William de Klerk y Nelson Mandela en una imagen de archivo
Obituario
El gerifalte blanco que liberó a Mandela
Figura del régimen de apartheid, entendió que no quedaba más remedio que desmontarlo y entregar el poder a quien los sudafricanos eligiesen, independientemente de su etnia
El 11 de de febrero de 1990, Nelson Mandela abandonaba, ante las cámaras del mundo entero, la cárcel de 'Víctor Verster', tras 28 injustos años entre barrotes. Tres lustros de presión internacional sobre Sudáfrica, plasmada en unas sanciones cada vez más apremiantes, forzaron el histórico acontecimiento. Más una valoración justa obliga a reservar un lugar de honor a Frederik Willem De Klerk, quien tuvo la valentía de tomar la decisión y de anunciarla públicamente antes ante un Parlamento mayoritariamente hostil. El presidente de Sudáfrica -llevaba en el cargo desde agosto de 1989- hizo, obviamente, alarde de realismo antes de dar el histórico paso: el deterioro de la situación económica, una tensión social incontrolable y un aislamiento diplomático insostenible no permitían otra salida.

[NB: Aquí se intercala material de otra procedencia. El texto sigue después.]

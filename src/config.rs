// =============================================================================
// Runtime Configuration — engine settings with atomic save
// =============================================================================
//
// Central configuration for the live trading core. Every field carries
// `#[serde(default = "...")]` so adding a field never breaks loading an older
// config file. Persistence uses the atomic tmp + rename pattern to prevent
// corruption on crash.
// =============================================================================

use std::path::Path;

use anyhow::{Context, Result};
use serde::{Deserialize, Serialize};
use tracing::{info, warn};

use crate::types::{AccountMode, RiskConfig, TradingMode};

fn default_symbols() -> Vec<String> {
    vec!["BTCUSDT".to_string(), "ETHUSDT".to_string()]
}

fn default_trade_interval() -> String {
    "5m".to_string()
}

fn default_leverage() -> f64 {
    3.0
}

fn default_entry_pct() -> f64 {
    0.1
}

fn default_history_seed_bars() -> usize {
    1000
}

fn default_indicator_buffer_bars() -> usize {
    500
}

fn default_chase_max_attempts() -> u32 {
    5
}

fn default_chase_interval_ms() -> u64 {
    1000
}

fn default_chase_slippage_bps() -> f64 {
    1.0
}

fn default_true() -> bool {
    true
}

fn default_recv_window_ms() -> i64 {
    60_000
}

/// Per-symbol trading configuration.
#[derive(Debug, Clone, Serialize, Deserialize)]
pub struct SymbolConfig {
    pub symbol: String,
    #[serde(default = "default_trade_interval")]
    pub trade_interval: String,
    #[serde(default = "default_leverage")]
    pub leverage: f64,
    #[serde(default = "default_entry_pct")]
    pub entry_pct: f64,
    #[serde(default)]
    pub risk_override: Option<RiskConfig>,
}

/// Chase-limit order tuning, shared by every `SymbolContext`'s order router.
#[derive(Debug, Clone, Copy, Serialize, Deserialize)]
pub struct ChaseConfig {
    #[serde(default = "default_chase_max_attempts")]
    pub max_attempts: u32,
    #[serde(default = "default_chase_interval_ms")]
    pub interval_ms: u64,
    #[serde(default = "default_chase_slippage_bps")]
    pub slippage_bps: f64,
    #[serde(default = "default_true")]
    pub fallback_to_market: bool,
}

impl Default for ChaseConfig {
    fn default() -> Self {
        Self {
            max_attempts: default_chase_max_attempts(),
            interval_ms: default_chase_interval_ms(),
            slippage_bps: default_chase_slippage_bps(),
            fallback_to_market: true,
        }
    }
}

/// Top-level runtime configuration, loaded once at startup.
#[derive(Debug, Clone, Serialize, Deserialize)]
pub struct RuntimeConfig {
    #[serde(default = "default_symbols")]
    pub symbols: Vec<String>,
    #[serde(default)]
    pub symbol_configs: Vec<SymbolConfig>,
    #[serde(default)]
    pub portfolio_risk: RiskConfig,
    #[serde(default)]
    pub chase: ChaseConfig,
    #[serde(default = "default_history_seed_bars")]
    pub history_seed_bars: usize,
    #[serde(default = "default_indicator_buffer_bars")]
    pub indicator_buffer_bars: usize,
    #[serde(default = "default_recv_window_ms")]
    pub recv_window_ms: i64,
    #[serde(default)]
    pub trading_mode: TradingMode,
    #[serde(default)]
    pub account_mode: AccountMode,
}

impl Default for RuntimeConfig {
    fn default() -> Self {
        Self {
            symbols: default_symbols(),
            symbol_configs: Vec::new(),
            portfolio_risk: RiskConfig::default(),
            chase: ChaseConfig::default(),
            history_seed_bars: default_history_seed_bars(),
            indicator_buffer_bars: default_indicator_buffer_bars(),
            recv_window_ms: default_recv_window_ms(),
            trading_mode: TradingMode::default(),
            account_mode: AccountMode::default(),
        }
    }
}

impl RuntimeConfig {
    /// Load config from `path`; falls back to `Self::default()` with a
    /// logged warning on any error (missing file, bad JSON).
    pub fn load(path: impl AsRef<Path>) -> Result<Self> {
        let path = path.as_ref();

        let content = std::fs::read_to_string(path)
            .with_context(|| format!("failed to read runtime config from {}", path.display()))?;

        let config: Self = serde_json::from_str(&content)
            .with_context(|| format!("failed to parse runtime config from {}", path.display()))?;

        info!(path = %path.display(), symbols = ?config.symbols, "runtime config loaded");
        Ok(config)
    }

    /// Resolve the symbols list into concrete `SymbolConfig`s, synthesizing
    /// defaults for any symbol in `symbols` with no explicit entry.
    pub fn resolved_symbol_configs(&self) -> Vec<SymbolConfig> {
        self.symbols
            .iter()
            .map(|sym| {
                self.symbol_configs
                    .iter()
                    .find(|sc| &sc.symbol == sym)
                    .cloned()
                    .unwrap_or_else(|| SymbolConfig {
                        symbol: sym.clone(),
                        trade_interval: default_trade_interval(),
                        leverage: default_leverage(),
                        entry_pct: default_entry_pct(),
                        risk_override: None,
                    })
            })
            .collect()
    }

    /// Persist config atomically (write to `.tmp`, then rename) so a crash
    /// mid-write never corrupts the on-disk file.
    pub fn save(&self, path: impl AsRef<Path>) -> Result<()> {
        let path = path.as_ref();

        let content = serde_json::to_string_pretty(self).context("failed to serialise runtime config to JSON")?;

        let tmp_path = path.with_extension("json.tmp");
        std::fs::write(&tmp_path, &content)
            .with_context(|| format!("failed to write tmp config to {}", tmp_path.display()))?;
        std::fs::rename(&tmp_path, path)
            .with_context(|| format!("failed to rename tmp config to {}", path.display()))?;

        info!(path = %path.display(), "runtime config saved (atomic)");
        Ok(())
    }

    /// Force the safe startup posture: paused trading, demo account. Called
    /// unconditionally by `main` regardless of what was persisted.
    pub fn force_safe_startup(&mut self) {
        if self.trading_mode != TradingMode::Paused || self.account_mode != AccountMode::Demo {
            warn!("overriding persisted trading/account mode to Paused/Demo for safe startup");
        }
        self.trading_mode = TradingMode::Paused;
        self.account_mode = AccountMode::Demo;
    }
}

#[cfg(test)]
mod tests {
    use super::*;

    #[test]
    fn default_config_starts_paused_and_demo() {
        let cfg = RuntimeConfig::default();
        assert_eq!(cfg.trading_mode, TradingMode::Paused);
        assert_eq!(cfg.account_mode, AccountMode::Demo);
    }

    #[test]
    fn resolved_symbol_configs_synthesizes_defaults() {
        let mut cfg = RuntimeConfig::default();
        cfg.symbols = vec!["BTCUSDT".to_string()];
        cfg.symbol_configs = Vec::new();
        let resolved = cfg.resolved_symbol_configs();
        assert_eq!(resolved.len(), 1);
        assert_eq!(resolved[0].symbol, "BTCUSDT");
        assert_eq!(resolved[0].leverage, default_leverage());
    }

    #[test]
    fn save_then_load_round_trips() {
        let dir = std::env::temp_dir().join(format!("perp_live_core_cfg_test_{}", std::process::id()));
        std::fs::create_dir_all(&dir).unwrap();
        let path = dir.join("runtime_config.json");

        let mut cfg = RuntimeConfig::default();
        cfg.symbols = vec!["ETHUSDT".to_string()];
        cfg.save(&path).unwrap();

        let loaded = RuntimeConfig::load(&path).unwrap();
        assert_eq!(loaded.symbols, vec!["ETHUSDT".to_string()]);

        let _ = std::fs::remove_dir_all(&dir);
    }
}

Lo que conviene subrayar es que estos condicionantes no supusieron la principal dificultad para el mandatario. Lo que de verdad tuvo que superar De Klerk fueron décadas de prejuicios sedimentados, en primer lugar, por su nacimiento en el seno de una familia estrechamente vinculada al apartheid. Su padre, Jan De Klerk, desempeñó varias carteras ministeriales, y hasta asumió -con carácter interino- la jefatura del Estado, mientras se implementaba la segregación racial, que el proceso tuvo sus tiempos. En segundo lugar, De Klerk tuvo que renegar de su propio pasado, pues en casi dos décadas de carrera política, nunca se había distinguido por un afán aperturista.

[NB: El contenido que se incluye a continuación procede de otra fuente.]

// =============================================================================
// BookTickerFeed — best-bid / best-ask per symbol
// =============================================================================
//
// One connection per tradable symbol. `OrderRouter` reads the latest pair
// atomically when composing a chase-limit price; if the feed has gone stale
// (no update within `freshness` — default 3s) the router falls back to
// current_price +/- slippage instead.
// =============================================================================

use std::sync::atomic::{AtomicI64, AtomicU64, Ordering};
use std::sync::Arc;
use std::time::Duration;

use anyhow::{bail, Context, Result};
use futures_util::StreamExt;
use tokio_tungstenite::connect_async;
use tracing::{error, info, warn};

const DEFAULT_FRESHNESS_MS: i64 = 3_000;

fn reconnect_backoff(attempt: u32) -> Duration {
    let secs = 5.0 * (1.0 + (attempt % 5) as f64);
    Duration::from_secs_f64(secs.min(30.0))
}

/// Bit-packed atomic pair: best_bid/best_ask stored as raw f64 bits so readers
/// never observe a torn update, plus a last-update timestamp for staleness.
pub struct BookTickerFeed {
    symbol: String,
    best_bid_bits: AtomicU64,
    best_ask_bits: AtomicU64,
    last_update_ms: AtomicI64,
    freshness_ms: i64,
}

impl BookTickerFeed {
    pub fn new(symbol: impl Into<String>) -> Arc<Self> {
        Arc::new(Self {
            symbol: symbol.into(),
            best_bid_bits: AtomicU64::new(0),
            best_ask_bits: AtomicU64::new(0),
            last_update_ms: AtomicI64::new(0),
            freshness_ms: DEFAULT_FRESHNESS_MS,
        })
    }

    fn set(&self, bid: f64, ask: f64) {
        self.best_bid_bits.store(bid.to_bits(), Ordering::Relaxed);
        self.best_ask_bits.store(ask.to_bits(), Ordering::Relaxed);
        self.last_update_ms.store(chrono::Utc::now().timestamp_millis(), Ordering::Relaxed);
    }

    /// Returns `Some((bid, ask))` if a value has been observed within the
    /// freshness window, `None` if stale or never populated.
    pub fn latest(&self) -> Option<(f64, f64)> {
        let last = self.last_update_ms.load(Ordering::Relaxed);
        if last == 0 {
            return None;
        }
        let age = chrono::Utc::now().timestamp_millis() - last;
        if age > self.freshness_ms {
            return None;
        }
        let bid = f64::from_bits(self.best_bid_bits.load(Ordering::Relaxed));
        let ask = f64::from_bits(self.best_ask_bits.load(Ordering::Relaxed));
        Some((bid, ask))
    }

    pub async fn run(self: &Arc<Self>) {
        let mut attempt: u32 = 0;
        loop {
            match self.run_once().await {
                Ok(()) => warn!(symbol = %self.symbol, "book ticker stream ended, reconnecting"),
                Err(e) => error!(symbol = %self.symbol, error = %e, "book ticker stream error, reconnecting"),
            }
            let backoff = reconnect_backoff(attempt);
            attempt = attempt.wrapping_add(1);
            tokio::time::sleep(backoff).await;
        }
    }

    async fn run_once(self: &Arc<Self>) -> Result<()> {
        let lower = self.symbol.to_lowercase();
        let url = format!("wss://fstream.binance.com/ws/{lower}@bookTicker");
        info!(url = %url, "connecting to book ticker feed");

        let (ws_stream, _) = connect_async(&url).await.context("failed to connect to book ticker websocket")?;
        let (_write, mut read) = ws_stream.split();

        loop {
            match read.next().await {
                Some(Ok(tokio_tungstenite::tungstenite::Message::Text(text))) => {
                    if let Some((bid, ask)) = parse_book_ticker(&text) {
                        self.set(bid, ask);
                    }
                }
                Some(Ok(_)) => {}
                Some(Err(e)) => bail!("book ticker websocket read error: {e}"),
                None => return Ok(()),
            }
        }
    }
}

fn parse_book_ticker(text: &str) -> Option<(f64, f64)> {
    let root: serde_json::Value = serde_json::from_str(text).ok()?;
    let data = if root.get("data").is_some() { &root["data"] } else { &root };
    let parse = |v: &serde_json::Value| -> Option<f64> { v.as_str().and_then(|s| s.parse().ok()) };
    let bid = parse(&data["b"])?;
    let ask = parse(&data["a"])?;
    Some((bid, ask))
}

#[cfg(test)]
mod tests {
    use super::*;

    #[test]
    fn latest_is_none_before_any_update() {
        let feed = BookTickerFeed::new("BTCUSDT");
        assert!(feed.latest().is_none());
    }

    #[test]
    fn latest_returns_set_value_when_fresh() {
        let feed = BookTickerFeed::new("BTCUSDT");
        feed.set(100.0, 100.5);
        assert_eq!(feed.latest(), Some((100.0, 100.5)));
    }

    #[test]
    fn parse_book_ticker_reads_bid_ask() {
        let json = r#"{"u":1,"s":"BTCUSDT","b":"99.5","B":"1","a":"100.5","A":"1"}"#;
        assert_eq!(parse_book_ticker(json), Some((99.5, 100.5)));
    }
}
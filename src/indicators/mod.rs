// =============================================================================
// Technical Indicators Module
// =============================================================================
//
// Pure, side-effect-free implementations of the core technical indicators used
// by the trading engine, plus `IndicatorContext`: the per-stream sliding
// window and name-keyed registry that `SymbolContext`/strategy code queries
// through `get_indicator(name, params)`.

pub mod ema;
pub mod rsi;
pub mod adx;
pub mod bollinger;
pub mod atr;
pub mod roc;

use std::collections::HashMap;
use std::sync::Arc;

use parking_lot::RwLock;
use tracing::warn;

use crate::market_data::candle_buffer::{CandleBuffer, CandleKey};
use crate::market_data::Candle;

/// A registered indicator function: takes the closed-candle window (oldest
/// first) and a params list, returns the latest computed value. Pure with
/// respect to the candle buffer — no hidden state.
pub type IndicatorFn = Arc<dyn Fn(&[Candle], &[f64]) -> Option<f64> + Send + Sync>;

struct RegisteredIndicator {
    arity: usize,
    f: IndicatorFn,
}

/// Sliding window of OHLCV for one `(symbol, interval)` stream, plus the
/// indicator registry consulted by strategy code. `mark_price` updates the
/// last-known tick price without touching the closed series; only a closed
/// bar mutates the window itself (via the shared `CandleBuffer`).
pub struct IndicatorContext {
    key: CandleKey,
    buffer: Arc<CandleBuffer>,
    window: usize,
    last_tick_price: RwLock<f64>,
    registry: RwLock<HashMap<String, RegisteredIndicator>>,
    cache: RwLock<HashMap<String, (i64, f64)>>,
}

impl IndicatorContext {
    pub fn new(key: CandleKey, buffer: Arc<CandleBuffer>, window: usize) -> Self {
        let ctx = Self {
            key,
            buffer,
            window,
            last_tick_price: RwLock::new(0.0),
            registry: RwLock::new(HashMap::new()),
            cache: RwLock::new(HashMap::new()),
        };
        ctx.register_builtins();
        ctx
    }

    fn register_builtins(&self) {
        self.register("ema", 1, Arc::new(|candles, params| {
            let period = *params.first()? as usize;
            let closes: Vec<f64> = candles.iter().map(|c| c.close).collect();
            ema::calculate_ema(&closes, period).last().copied()
        }));

        self.register("rsi", 1, Arc::new(|candles, params| {
            let period = *params.first()? as usize;
            let closes: Vec<f64> = candles.iter().map(|c| c.close).collect();
            rsi::calculate_rsi(&closes, period).last().copied()
        }));

        self.register("atr", 1, Arc::new(|candles, params| {
            let period = *params.first()? as usize;
            atr::calculate_atr(candles, period)
        }));

        self.register("adx", 1, Arc::new(|candles, params| {
            let period = *params.first()? as usize;
            adx::calculate_adx(candles, period)
        }));

        self.register("bollinger_width", 2, Arc::new(|candles, params| {
            let period = *params.first()? as usize;
            let num_std = *params.get(1)?;
            let closes: Vec<f64> = candles.iter().map(|c| c.close).collect();
            bollinger::calculate_bollinger(&closes, period, num_std).map(|b| b.width)
        }));

        self.register("roc", 1, Arc::new(|candles, params| {
            let period = *params.first()? as usize;
            let closes: Vec<f64> = candles.iter().map(|c| c.close).collect();
            roc::current_roc(&closes, period)
        }));
    }

    /// Register a new indicator under `name` with a fixed `arity` (number of
    /// f64 params `get_indicator` must supply). Overwrites any existing
    /// registration under the same name.
    pub fn register(&self, name: &str, arity: usize, f: IndicatorFn) {
        self.registry.write().insert(name.to_string(), RegisteredIndicator { arity, f });
    }

    /// Update the last-known tick price. Does not affect the closed series or
    /// any cached indicator value.
    pub fn mark_price(&self, price: f64) {
        *self.last_tick_price.write() = price;
    }

    pub fn last_tick_price(&self) -> f64 {
        *self.last_tick_price.read()
    }

    /// Dispatch to a registered indicator. Caches by `(name, params, last
    /// close_time)` so repeated calls within a single tick don't recompute.
    pub fn get_indicator(&self, name: &str, params: &[f64]) -> Option<f64> {
        let registry = self.registry.read();
        let entry = registry.get(name)?;
        if params.len() != entry.arity {
            warn!(name, expected = entry.arity, got = params.len(), "indicator arity mismatch");
            return None;
        }

        let candles = self.buffer.get_closed(&self.key, self.window);
        let last_close_time = candles.last().map(|c| c.close_time).unwrap_or(0);
        let cache_key = format!("{name}:{params:?}");

        if let Some((cached_ts, value)) = self.cache.read().get(&cache_key) {
            if *cached_ts == last_close_time {
                return Some(*value);
            }
        }

        let value = (entry.f)(&candles, params)?;
        self.cache.write().insert(cache_key, (last_close_time, value));
        Some(value)
    }
}

#[cfg(test)]
mod tests {
    use super::*;
    use crate::market_data::candle_buffer::Candle as WsCandle;

    fn seed(buffer: &CandleBuffer, key: &CandleKey, n: usize) {
        for i in 0..n {
            let close = 100.0 + i as f64;
            buffer.update(
                key.clone(),
                WsCandle {
                    open_time: i as i64 * 60_000,
                    close_time: i as i64 * 60_000 + 59_999,
                    open: close,
                    high: close + 1.0,
                    low: close - 1.0,
                    close,
                    volume: 10.0,
                    quote_volume: 20.0,
                    trades_count: 5,
                    taker_buy_volume: 1.0,
                    taker_buy_quote_volume: 2.0,
                    is_closed: true,
                },
            );
        }
    }

    #[test]
    fn get_indicator_dispatches_ema() {
        let buffer = Arc::new(CandleBuffer::new(500));
        let key = CandleKey { symbol: "BTCUSDT".to_string(), interval: "1m".to_string() };
        seed(&buffer, &key, 30);

        let ctx = IndicatorContext::new(key, buffer, 500);
        let value = ctx.get_indicator("ema", &[9.0]);
        assert!(value.is_some());
    }

    #[test]
    fn get_indicator_rejects_wrong_arity() {
        let buffer = Arc::new(CandleBuffer::new(500));
        let key = CandleKey { symbol: "BTCUSDT".to_string(), interval: "1m".to_string() };
        seed(&buffer, &key, 30);

        let ctx = IndicatorContext::new(key, buffer, 500);
        assert!(ctx.get_indicator("ema", &[9.0, 1.0]).is_none());
    }

    #[test]
    fn mark_price_does_not_affect_closed_series() {
        let buffer = Arc::new(CandleBuffer::new(500));
        let key = CandleKey { symbol: "BTCUSDT".to_string(), interval: "1m".to_string() };
        seed(&buffer, &key, 30);

        let ctx = IndicatorContext::new(key, buffer, 500);
        let before = ctx.get_indicator("ema", &[9.0]);
        ctx.mark_price(999.0);
        let after = ctx.get_indicator("ema", &[9.0]);
        assert_eq!(before, after);
        assert_eq!(ctx.last_tick_price(), 999.0);
    }
}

Su oportunidad llegó a raíz de la dimisión de Pieter Botha: el favorito de este último para sucederle al frente del Partido Nacional era Barend du Plessis, titular de la cartera de Economía, por lo que a De Clerk solo le quedaba sacar provecho de su condición de outsider, cosa que hizo con suma habilidad. Una vez se hizo con el control del partido, se lanzó al asalto, también con éxito, de la Presidencia de la República. Con todo el aparato del Estado a su disposición quedaba por delante la liquidación del régimen de apartheid, decantándose, como otros dirigentes en la misma tesitura, por la opción de la voladura controlada.
Aunque con una singular diferencia: el primer movimiento fue en política exterior mediante un viaje al Reino Unido, pues Margaret Thatcher, que apuraba su último año en Downing Street, era la única mandataria de peso en la escena internacional que se había distanciado de las sanciones a Sudáfrica. Un posicionamiento que compatibilizó con la firme petición a De Klerk para que liberase a Mandela. El destinatario entendió el mensaje y supo anticipar que el histórico gesto para con el líder opositor no era una culminación, sino un principio. El principio de un largo recorrido que debía desembocar en una Sudáfrica completamente igualitaria.
Semejante objetivo no significaba únicamente pactar con Mandela. Significaba, asimismo, hacerlo con el resto de grupos étnicos -Sudáfrica es un mosaico- y convencer a la minoría blanca de la imperiosa necesidad de compartir el poder. La travesía se desarrolló en medio de dificultades. El levantamiento del estado de emergencia -en vigor desde 1985-, la libertad del resto de presos o la legalización de una treintena de presos políticos fueron bien acogidas si bien no apaciguaron las tensiones. Principalmente con los zulúes y con los extremistas blancos. Ambos no quería perder sus privilegios.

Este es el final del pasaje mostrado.